### Recorded information

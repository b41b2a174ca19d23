mod calc;
mod config;
mod db;
mod error;
mod ipc;
mod listview;
mod mock;
mod records;
mod shell;
mod store;

use std::io::{self, BufRead, Write};
use tracing_subscriber::EnvFilter;

fn init_tracing(filter: &str) {
    // stdout carries the protocol; logs go to stderr.
    let filter = EnvFilter::try_new(filter).unwrap_or_else(|_| EnvFilter::new("info"));
    tracing_subscriber::fmt()
        .with_env_filter(filter)
        .with_writer(io::stderr)
        .with_ansi(false)
        .init();
}

fn main() {
    let settings = config::load_settings();
    init_tracing(&settings.log_filter);

    let startup_workspace = settings.workspace.clone();
    let mut state = ipc::AppState::new(settings);
    if let Some(path) = startup_workspace {
        if let Err(e) = state.open_workspace(&path) {
            tracing::error!(
                workspace = %path.display(),
                error = %e,
                "failed to open workspace; using in-memory store"
            );
        }
    }
    tracing::info!(
        version = env!("CARGO_PKG_VERSION"),
        backend = state.backend_kind(),
        "portald ready"
    );

    let stdin = io::stdin();
    let mut stdout = io::stdout();

    for line in stdin.lock().lines() {
        let line = match line {
            Ok(v) => v,
            Err(e) => {
                tracing::warn!(error = %e, "stdin closed");
                break;
            }
        };
        if line.trim().is_empty() {
            continue;
        }

        let req: ipc::Request = match serde_json::from_str(&line) {
            Ok(v) => v,
            Err(e) => {
                // Can't reply without id.
                tracing::warn!(error = %e, "rejected malformed request");
                let resp = serde_json::json!({
                    "ok": false,
                    "error": { "code": "bad_json", "message": e.to_string() }
                });
                let _ = writeln!(stdout, "{}", resp);
                let _ = stdout.flush();
                continue;
            }
        };

        tracing::debug!(id = %req.id, method = %req.method, "request");
        let resp = ipc::handle_request(&mut state, req);
        let _ = writeln!(
            stdout,
            "{}",
            serde_json::to_string(&resp).unwrap_or_else(|_| "{\"ok\":false}".to_string())
        );
        let _ = stdout.flush();
    }
}
use crate::calc;
use crate::ipc::error::{respond, HandlerErr};
use crate::ipc::handlers::views::{self, Page};
use crate::ipc::types::{AppState, Pages, Request};
use crate::listview::ListViewController;
use crate::records::Grade;

fn slot(pages: &mut Pages) -> &mut Option<ListViewController<Grade>> {
    &mut pages.grades
}

const PAGE: Page<Grade> = Page {
    name: "grades",
    slot,
};

/// Weighted total over every grade on the page, independent of the current
/// filter.
fn handle_summary(state: &mut AppState, req: &Request) -> serde_json::Value {
    let result = views::with_page(state, &PAGE, |ctrl, _| {
        let summary = calc::grade_summary(ctrl.records());
        if !summary.weights_complete {
            tracing::debug!(weight_sum = summary.weight_sum, "grade weights do not sum to 100");
        }
        serde_json::to_value(summary)
            .map_err(|e| HandlerErr::new("serialize_failed", e.to_string()))
    });
    respond(&req.id, result)
}

pub fn try_handle(state: &mut AppState, req: &Request) -> Option<serde_json::Value> {
    match req.method.as_str() {
        "grades.open" => Some(views::handle_open(state, req, &PAGE)),
        "grades.close" => Some(views::handle_close(state, req, &PAGE)),
        "grades.view" => Some(views::handle_view(state, req, &PAGE)),
        "grades.summary" => Some(handle_summary(state, req)),
        _ => None,
    }
}
use serde::Deserialize;
use serde_json::json;

use crate::ipc::error::{respond, HandlerErr};
use crate::ipc::handlers::views::parse_params;
use crate::ipc::types::{AppState, Request};
use crate::shell::ClassShell;

#[derive(Debug, Deserialize)]
#[serde(rename_all = "camelCase")]
struct OpenParams {
    class_id: String,
}

#[derive(Debug, Deserialize)]
struct TabParams {
    tab: String,
}

fn no_class_open() -> HandlerErr {
    HandlerErr::new("class_not_open", "open a class first")
}

fn handle_classes_list(state: &mut AppState, req: &Request) -> serde_json::Value {
    respond(&req.id, Ok(json!({ "classes": state.classes })))
}

fn handle_class_open(state: &mut AppState, req: &Request) -> serde_json::Value {
    let result = parse_params::<OpenParams>(&req.params).and_then(|p| {
        let shell = ClassShell::open(&state.classes, &p.class_id)?;
        let out = shell.to_json();
        tracing::debug!(class_id = %p.class_id, "class opened");
        state.class_shell = Some(shell);
        Ok(out)
    });
    respond(&req.id, result)
}

fn handle_class_get(state: &mut AppState, req: &Request) -> serde_json::Value {
    let result = state
        .class_shell
        .as_ref()
        .map(ClassShell::to_json)
        .ok_or_else(no_class_open);
    respond(&req.id, result)
}

fn handle_class_select_tab(state: &mut AppState, req: &Request) -> serde_json::Value {
    let result = parse_params::<TabParams>(&req.params).and_then(|p| {
        let shell = state.class_shell.as_mut().ok_or_else(no_class_open)?;
        shell.select_tab(&p.tab)?;
        Ok(shell.to_json())
    });
    respond(&req.id, result)
}

pub fn try_handle(state: &mut AppState, req: &Request) -> Option<serde_json::Value> {
    match req.method.as_str() {
        "classes.list" => Some(handle_classes_list(state, req)),
        "class.open" => Some(handle_class_open(state, req)),
        "class.get" => Some(handle_class_get(state, req)),
        "class.selectTab" => Some(handle_class_select_tab(state, req)),
        _ => None,
    }
}
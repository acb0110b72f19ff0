use std::ffi::OsString;
use std::io::Write;
use std::path::PathBuf;
use clap::{Parser, ValueEnum};

#[derive(Parser, Debug)]
#[command(
    name = "prodcon",
    version,
    about = "Console consumer and producer for JSON records on a Kafka topic",
    long_about = "Consume mode prints the records of a topic to stdout, one JSON document per line. \
                  Produce mode reads a JSON object, an array of JSON objects, or a sequence of \
                  those from stdin and publishes every object on the topic."
)]
pub struct Params {
    #[arg(value_enum)]
    pub mode: Mode,

    /// Kafka client settings in Java properties format.
    #[arg(short = 'c', long = "config-file", env = "PRODCON_CONFIG_FILE")]
    pub config_file: PathBuf,

    #[arg(short = 't', long, env = "PRODCON_TOPIC")]
    pub topic: String,

    /// Field whose string value becomes the record key when producing.
    #[arg(long, env = "PRODCON_KEY_FIELD", default_value = "_id")]
    pub key_field: String,

    /// Default log filter. RUST_LOG takes precedence.
    #[arg(long, env = "PRODCON_LOG_LEVEL", default_value = "info")]
    pub log_level: String,
}

#[derive(ValueEnum, Clone, Copy, Debug, PartialEq, Eq)]
pub enum Mode {
    /// Print the records of the topic to stdout.
    Consume,
    /// Publish the JSON objects read from stdin.
    Produce,
}

/// What to print, and how to exit, when the arguments don't yield `Params`.
#[derive(Debug, Clone, PartialEq, Eq)]
pub struct Usage {
    pub message: String,
    pub exit_code: u8,
    pub to_stderr: bool,
}

impl Params {
    /// Help and version requests exit with 0 on stdout. Anything else that
    /// fails to parse is a usage error exiting with 1 on stderr.
    pub fn parse_or_usage<I, T>(args: I) -> Result<Self, Usage>
    where
        I: IntoIterator<Item = T>,
        T: Into<OsString> + Clone,
    {
        Self::try_parse_from(args).map_err(|e| {
            let to_stderr = e.use_stderr();
            Usage {
                message: e.render().to_string(),
                exit_code: if to_stderr { 1 } else { 0 },
                to_stderr,
            }
        })
    }
}

impl Usage {
    /// Writes the message to the stream clap chose and returns the exit code.
    pub fn report<O: Write, E: Write>(&self, out: &mut O, err: &mut E) -> u8 {
        let target: &mut dyn Write = if self.to_stderr { err } else { out };
        let _ = target.write_all(self.message.as_bytes());
        let _ = target.flush();
        self.exit_code
    }
}
use std::io;
use std::process::ExitCode;
use anyhow::{Context, Result};
use prodcon::cli::{self, Mode, Params};
use prodcon::{runtime, ClientProperties};
use tracing::{error, info};

// prodcon produce -c client.properties -t events < records.json
// prodcon consume -c client.properties -t events

#[tokio::main]
async fn main() -> ExitCode {
    let params = match Params::parse_or_usage(std::env::args_os()) {
        Ok(params) => params,
        Err(usage) => {
            let code = usage.report(&mut io::stdout(), &mut io::stderr());
            return ExitCode::from(code);
        }
    };

    cli::init_tracing(&params.log_level);

    ExitCode::from(exit_code(run(params).await))
}

fn exit_code(outcome: Result<bool>) -> u8 {
    match outcome {
        Ok(true) => 0,
        Ok(false) => 1,
        Err(e) => {
            error!("{:#}", e);
            1
        }
    }
}

async fn run(params: Params) -> Result<bool> {
    let properties = ClientProperties::load(&params.config_file)
        .with_context(|| format!("loading client configuration {:?}", params.config_file))?;
    info!(
        "prodcon {:?} on topic={} with {} client settings",
        params.mode,
        params.topic,
        properties.len()
    );

    let ok = match params.mode {
        Mode::Consume => {
            let shutdown = runtime::shutdown_on_interrupt();
            let mut out = io::stdout().lock();
            prodcon::consume(&properties, &params.topic, &mut out, |_| true, shutdown).await
        }
        Mode::Produce => {
            let input = io::stdin().lock();
            prodcon::produce(&properties, &params.topic, input, &params.key_field, |_| true).await
        }
    };

    Ok(ok)
}

#[cfg(test)]
mod tests {
    use super::*;
    use std::path::PathBuf;

    #[test]
    fn outcome_maps_to_exit_code() {
        assert_eq!(exit_code(Ok(true)), 0);
        assert_eq!(exit_code(Ok(false)), 1);
        assert_eq!(exit_code(Err(anyhow::anyhow!("no config"))), 1);
    }

    #[tokio::test]
    async fn missing_config_file_is_a_setup_error() {
        let params = Params::parse_or_usage([
            "prodcon",
            "produce",
            "-c",
            "/nonexistent/prodcon/client.properties",
            "-t",
            "events",
        ])
        .unwrap();
        assert_eq!(params.config_file, PathBuf::from("/nonexistent/prodcon/client.properties"));

        let err = run(params).await.unwrap_err();
        assert!(format!("{:#}", err).contains("loading client configuration"));
    }
}
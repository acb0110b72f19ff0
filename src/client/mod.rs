use std::time::Duration;
use async_trait::async_trait;
use crate::core::error::BridgeError;

mod context;
mod kafka;

pub use context::TracingContext;
pub use kafka::{producer_properties, KafkaSink, KafkaSource};

/// A record read from a topic, detached from the client's buffers.
#[derive(Debug, Clone, PartialEq, Eq)]
pub struct ConsumedRecord {
    pub partition: i32,
    pub offset: i64,
    /// `None` for tombstones.
    pub payload: Option<Vec<u8>>,
}

/// Where the producer loop publishes keyed records.
#[async_trait]
pub trait RecordSink: Send + Sync {
    /// Resolves once the broker acknowledged the record or gave up on it.
    async fn send(&self, topic: &str, key: String, payload: Vec<u8>) -> Result<(), BridgeError>;

    async fn flush(&self, timeout: Duration) -> Result<(), BridgeError>;
}

/// Where the consumer loop reads records from.
#[async_trait]
pub trait RecordSource: Send + Sync {
    fn subscribe(&self, topic: &str) -> Result<(), BridgeError>;

    /// `Ok(None)` when nothing arrived within `timeout`.
    async fn poll(&self, timeout: Duration) -> Result<Option<ConsumedRecord>, BridgeError>;
}
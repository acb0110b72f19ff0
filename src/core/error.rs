use std::io;
use std::path::PathBuf;
use rdkafka::error::KafkaError;
use thiserror::Error;

#[derive(Debug, Error)]
pub enum BridgeError {
    #[error("Cannot read config file {path:?}: {source}")]
    ConfigRead {
        path: PathBuf,
        #[source]
        source: io::Error,
    },

    #[error("Invalid config at line {line}: {reason}")]
    ConfigSyntax { line: usize, reason: String },

    #[error("Invalid JSON input: {0}")]
    Input(#[from] serde_json::Error),

    #[error("Kafka client error: {0}")]
    Kafka(#[from] KafkaError),

    #[error("Delivery to topic {topic} with key {key} failed: {reason}")]
    Delivery {
        topic: String,
        key: String,
        reason: String,
    },

    #[error("Output error: {0}")]
    Output(#[from] io::Error),
}
use std::io::Read;
use std::time::Duration;
use futures::stream::FuturesUnordered;
use futures::{FutureExt, StreamExt};
use tracing::{error, info, warn};
use crate::client::{KafkaSink, RecordSink};
use crate::config::ClientProperties;
use crate::core::error::BridgeError;
use crate::core::record::{record_key, JsonObject, JsonObjects};

const FLUSH_TIMEOUT: Duration = Duration::from_secs(30);

/// Reads JSON objects from `input` and publishes each one on `topic`, keyed
/// by the string in `key_field`.
///
/// `input` may hold a JSON object, an array of objects, or a sequence of
/// either. Returns `true` only if every record was delivered.
pub async fn produce<R, F>(
    properties: &ClientProperties,
    topic: &str,
    input: R,
    key_field: &str,
    filter: F,
) -> bool
where
    R: Read,
    F: Fn(&JsonObject) -> bool,
{
    let sink = match KafkaSink::create(properties) {
        Ok(sink) => sink,
        Err(e) => {
            error!("Cannot create producer: {}", e);
            return false;
        }
    };

    produce_to(&sink, topic, input, key_field, filter).await
}

pub async fn produce_to<S, R, F>(
    sink: &S,
    topic: &str,
    input: R,
    key_field: &str,
    filter: F,
) -> bool
where
    S: RecordSink,
    R: Read,
    F: Fn(&JsonObject) -> bool,
{
    let mut input_ok = true;
    let mut pending = FuturesUnordered::new();
    let mut total = 0;
    let mut failed = 0;

    for item in JsonObjects::new(input) {
        let object = match item {
            Ok(object) => object,
            Err(e) => {
                error!("{}", e);
                input_ok = false;
                break;
            }
        };

        if !filter(&object) {
            continue;
        }

        let Some(key) = record_key(&object, key_field) else {
            warn!("skipping object without string field {:?}", key_field);
            continue;
        };
        let key = key.to_string();

        match serde_json::to_vec(&object) {
            Ok(payload) => {
                pending.push(sink.send(topic, key, payload));
                total += 1;
            }
            Err(e) => {
                error!("Cannot serialize record with key {}: {}", key, e);
                input_ok = false;
            }
        }

        // Polling hands new records to the sink before the next read blocks.
        while let Some(Some(result)) = pending.next().now_or_never() {
            failed += delivery_failed(result);
        }
    }

    while let Some(result) = pending.next().await {
        failed += delivery_failed(result);
    }

    let flushed = match sink.flush(FLUSH_TIMEOUT).await {
        Ok(()) => true,
        Err(e) => {
            error!("Producer flush failed: {}", e);
            false
        }
    };

    info!(
        "produced {} of {} records to topic={}",
        total - failed,
        total,
        topic
    );

    input_ok && flushed && failed == 0
}

fn delivery_failed(result: Result<(), BridgeError>) -> usize {
    match result {
        Ok(()) => 0,
        Err(e) => {
            error!("{}", e);
            1
        }
    }
}
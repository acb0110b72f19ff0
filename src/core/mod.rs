pub mod consumer;
pub mod error;
pub mod producer;
pub mod record;
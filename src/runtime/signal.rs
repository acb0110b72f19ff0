use tokio::sync::watch::Sender;

pub async fn notify_on_ctrl_c(tx: Sender<()>) {
    match tokio::signal::ctrl_c().await {
        Ok(()) => {
            tracing::info!("Interrupt received. Stopping...");
            let _ = tx.send(());
            // Keep the channel open so receivers don't also see a close.
            tx.closed().await;
        }
        Err(e) => {
            tracing::error!("Cannot listen for interrupts: {:?}", e);
            std::future::pending::<()>().await;
        }
    }
}
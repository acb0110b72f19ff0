use std::collections::BTreeMap;
use std::fs;
use std::path::Path;
use rdkafka::ClientConfig;
use tracing::debug;
use crate::core::error::BridgeError;

/// Settings of the Java client that name serializer classes. librdkafka
/// rejects unknown keys, so these never reach the client.
const JAVA_ONLY_KEYS: [&str; 4] = [
    "key.serializer",
    "value.serializer",
    "key.deserializer",
    "value.deserializer",
];

/// Kafka client settings read from a Java-style `.properties` file.
#[derive(Debug, Clone, Default, PartialEq, Eq)]
pub struct ClientProperties {
    entries: BTreeMap<String, String>,
}

impl ClientProperties {
    pub fn load<P: AsRef<Path>>(path: P) -> Result<Self, BridgeError> {
        let raw = fs::read_to_string(&path).map_err(|source| BridgeError::ConfigRead {
            path: path.as_ref().to_path_buf(),
            source,
        })?;
        Self::parse(&raw)
    }

    /// Parses properties text. Later duplicates of a key win.
    pub fn parse(raw: &str) -> Result<Self, BridgeError> {
        let mut entries = BTreeMap::new();

        for (line_no, line) in logical_lines(raw) {
            let (key, value) = split_key_value(&line);
            let key = unescape(key, line_no)?;
            let value = unescape(value, line_no)?;
            entries.insert(key, value);
        }

        Ok(Self { entries })
    }

    pub fn get(&self, key: &str) -> Option<&str> {
        self.entries.get(key).map(String::as_str)
    }

    pub fn set(&mut self, key: impl Into<String>, value: impl Into<String>) -> &mut Self {
        self.entries.insert(key.into(), value.into());
        self
    }

    /// Sets `key` only when the file did not.
    pub fn set_default(&mut self, key: &str, value: &str) -> &mut Self {
        self.entries
            .entry(key.to_string())
            .or_insert_with(|| value.to_string());
        self
    }

    pub fn iter(&self) -> impl Iterator<Item = (&str, &str)> {
        self.entries.iter().map(|(k, v)| (k.as_str(), v.as_str()))
    }

    pub fn len(&self) -> usize {
        self.entries.len()
    }

    pub fn is_empty(&self) -> bool {
        self.entries.is_empty()
    }

    pub fn to_client_config(&self) -> ClientConfig {
        let mut config = ClientConfig::new();
        for (key, value) in self.iter() {
            if JAVA_ONLY_KEYS.contains(&key) {
                debug!("ignoring Java client setting {}={}", key, value);
                continue;
            }
            config.set(key, value);
        }
        config
    }
}

/// Joins continued physical lines and drops blanks and comments. Each
/// logical line comes with the 1-based number of its first physical line.
fn logical_lines(raw: &str) -> Vec<(usize, String)> {
    let mut out = Vec::new();
    let mut lines = raw.lines().enumerate();

    while let Some((idx, physical)) = lines.next() {
        let trimmed = physical.trim_start();
        if trimmed.is_empty() || trimmed.starts_with('#') || trimmed.starts_with('!') {
            continue;
        }

        let mut logical = String::from(trimmed);
        while ends_with_continuation(&logical) {
            logical.pop();
            match lines.next() {
                Some((_, next)) => logical.push_str(next.trim_start()),
                None => break,
            }
        }
        out.push((idx + 1, logical));
    }

    out
}

fn ends_with_continuation(line: &str) -> bool {
    line.chars().rev().take_while(|&c| c == '\\').count() % 2 == 1
}

fn is_separator(c: char) -> bool {
    c == '=' || c == ':'
}

/// Splits on the first unescaped `=`, `:` or whitespace. Both halves are
/// still escaped.
fn split_key_value(line: &str) -> (&str, &str) {
    let mut chars = line.char_indices();
    let mut key_end = line.len();

    while let Some((i, c)) = chars.next() {
        if c == '\\' {
            chars.next();
            continue;
        }
        if is_separator(c) || c.is_whitespace() {
            key_end = i;
            break;
        }
    }

    let key = &line[..key_end];
    let mut rest = line[key_end..].trim_start();
    if let Some(c) = rest.chars().next() {
        if is_separator(c) {
            rest = rest[c.len_utf8()..].trim_start();
        }
    }
    (key, rest)
}

fn unescape(s: &str, line: usize) -> Result<String, BridgeError> {
    let mut out = String::with_capacity(s.len());
    let mut chars = s.chars();

    while let Some(c) = chars.next() {
        if c != '\\' {
            out.push(c);
            continue;
        }
        match chars.next() {
            Some('t') => out.push('\t'),
            Some('n') => out.push('\n'),
            Some('r') => out.push('\r'),
            Some('f') => out.push('\u{000C}'),
            Some('u') => {
                let malformed = |hex: &str| BridgeError::ConfigSyntax {
                    line,
                    reason: format!("malformed \\u escape \"\\u{}\"", hex),
                };
                let hex: String = chars.by_ref().take(4).collect();
                let unit = hex_unit(&hex).ok_or_else(|| malformed(&hex))?;

                let code = if (0xD800..0xDC00).contains(&unit) {
                    // A high surrogate must be followed by an escaped low one.
                    let mut ahead = chars.clone();
                    let low = match (ahead.next(), ahead.next()) {
                        (Some('\\'), Some('u')) => {
                            let low_hex: String = ahead.by_ref().take(4).collect();
                            hex_unit(&low_hex).filter(|low| (0xDC00..0xE000).contains(low))
                        }
                        _ => None,
                    }
                    .ok_or_else(|| malformed(&hex))?;
                    chars = ahead;
                    0x10000 + ((unit - 0xD800) << 10) + (low - 0xDC00)
                } else {
                    unit
                };

                out.push(char::from_u32(code).ok_or_else(|| malformed(&hex))?);
            }
            Some(other) => out.push(other),
            None => {}
        }
    }

    Ok(out)
}

fn hex_unit(hex: &str) -> Option<u32> {
    if hex.len() != 4 {
        return None;
    }
    u32::from_str_radix(hex, 16).ok()
}
pub mod cli;
pub mod client;
pub mod core;
pub mod runtime;
mod config;

pub use config::ClientProperties;
pub use crate::core::consumer::consume;
pub use crate::core::error::BridgeError;
pub use crate::core::producer::produce;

### What is required
Copy out every line above where "types" is present.

### Solution below
use crate::ipc::types::{AppState, Pages, Request};
use crate::ipc::types::{AppState, Request};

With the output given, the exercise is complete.